Wie müssen wir uns den Gaskraftwerk-Park der Zukunft vorstellen: einige wenige grosse Werke oder viele kleine oder von allem ein bisschen?
Am meisten Sinn macht wohl ein Mix davon. Die Grosswerke und die kleinen dezentralen, so genannte Wärme-Kraft-Koppelungsanlagen (WKK), haben je ihre Vor- und Nachteile. Die grossen Werke (500 Megawatt, was in etwa der Leistung eines halben AKW-Gösgen entspricht, Anm. der Redaktion) sind gut ins Netz integrierbar und können bei jedem Wetter betrieben werden. Dezentrale Anlagen liefern idealerweise Strom und Wärme fürs Quartier, entlasten das Hochspannungsnetz und können zum Beispiel mit lokal anfallender Biomasse (Biomethan aus Gülle, Holz, Abfall etc.) betrieben werden. Sie eignen sich vor allem für das Winterhalbjahr, wenn es auch Bedarf nach Heizwärme gibt.

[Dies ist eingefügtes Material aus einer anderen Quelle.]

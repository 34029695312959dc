//! Time source for the engine and scheduler

use chrono::{DateTime, Duration, Utc};
use std::sync::Mutex;

pub trait Clock: Send + Sync {
    fn now(&self) -> DateTime<Utc>;
}

/// Wall-clock time
#[derive(Debug, Default, Clone, Copy)]
pub struct SystemClock;

impl Clock for SystemClock {
    fn now(&self) -> DateTime<Utc> {
        Utc::now()
    }
}

/// A clock that only moves when told to
#[derive(Debug)]
pub struct ManualClock {
    now: Mutex<DateTime<Utc>>,
}

impl ManualClock {
    pub fn new(start: DateTime<Utc>) -> Self {
        Self {
            now: Mutex::new(start),
        }
    }

    pub fn advance(&self, by: Duration) {
        let mut now = self.now.lock().unwrap_or_else(|poisoned| poisoned.into_inner());
        *now += by;
    }

    pub fn set(&self, to: DateTime<Utc>) {
        *self.now.lock().unwrap_or_else(|poisoned| poisoned.into_inner()) = to;
    }
}

impl Default for ManualClock {
    fn default() -> Self {
        Self::new(Utc::now())
    }
}

impl Clock for ManualClock {
    fn now(&self) -> DateTime<Utc> {
        *self.now.lock().unwrap_or_else(|poisoned| poisoned.into_inner())
    }
}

Manövriert sich die Schweiz nicht in eine Auslandabhängigkeit, wenn sie in Zukunft Gas importieren muss aus Ländern wie Russland oder der Ukraine?
Diese Befürchtung teile ich nicht, denn unserer Einschätzung nach wird sich der internationale Gasmarkt in Zukunft weiter diversifizieren und die Abhängigkeit von einzelnen Lieferländern verringern. Vergessen wir nicht: Wir importieren heute schon Gas im Umfang von über 30 Terawatt-Stunden (TWh) fürs Heizen. Wenn, wie angenommen, drei bis vier grosse nur zeitweise laufende Gaskraftwerke gebaut werden sollten, dann entspräche dies einem zusätzlichen Import von rund 10 TWh. Mit dem Umbau des Energiesystems wird in Zukunft auch der Anteil des Gasverbrauchs fürs Heizen sinken müssen. Bis zur Mitte des Jahrhunderts werden wir insgesamt sogar weniger Gas verbrauchen als heute.

Zur Person

Konstantinos Boulouchos ist seit 2002 ordentlicher Professor und Leiter des Laboratoriums für Aerothermochemie und Verbrennungssysteme an der ETH Zürich. Er gründete 2005 das Energy Science Center (ESC) der ETH Zürich. Er war massgeblich an der Ausarbeitung der Energiestrategie der ETH Zürich von 2008 beteiligt und ist koordinierender Autor der Studie «Energiezukunft Schweiz». Boulouchos gehört zudem dem von Bundesrätin Doris Leuthard eingesetzten «Beirat für die Energiestrategie 2050» an, einem Beratungsgremium mit 18 Persönlichkeiten aus Wirtschaft, Verbänden, Kantonen und der Wissenschaft.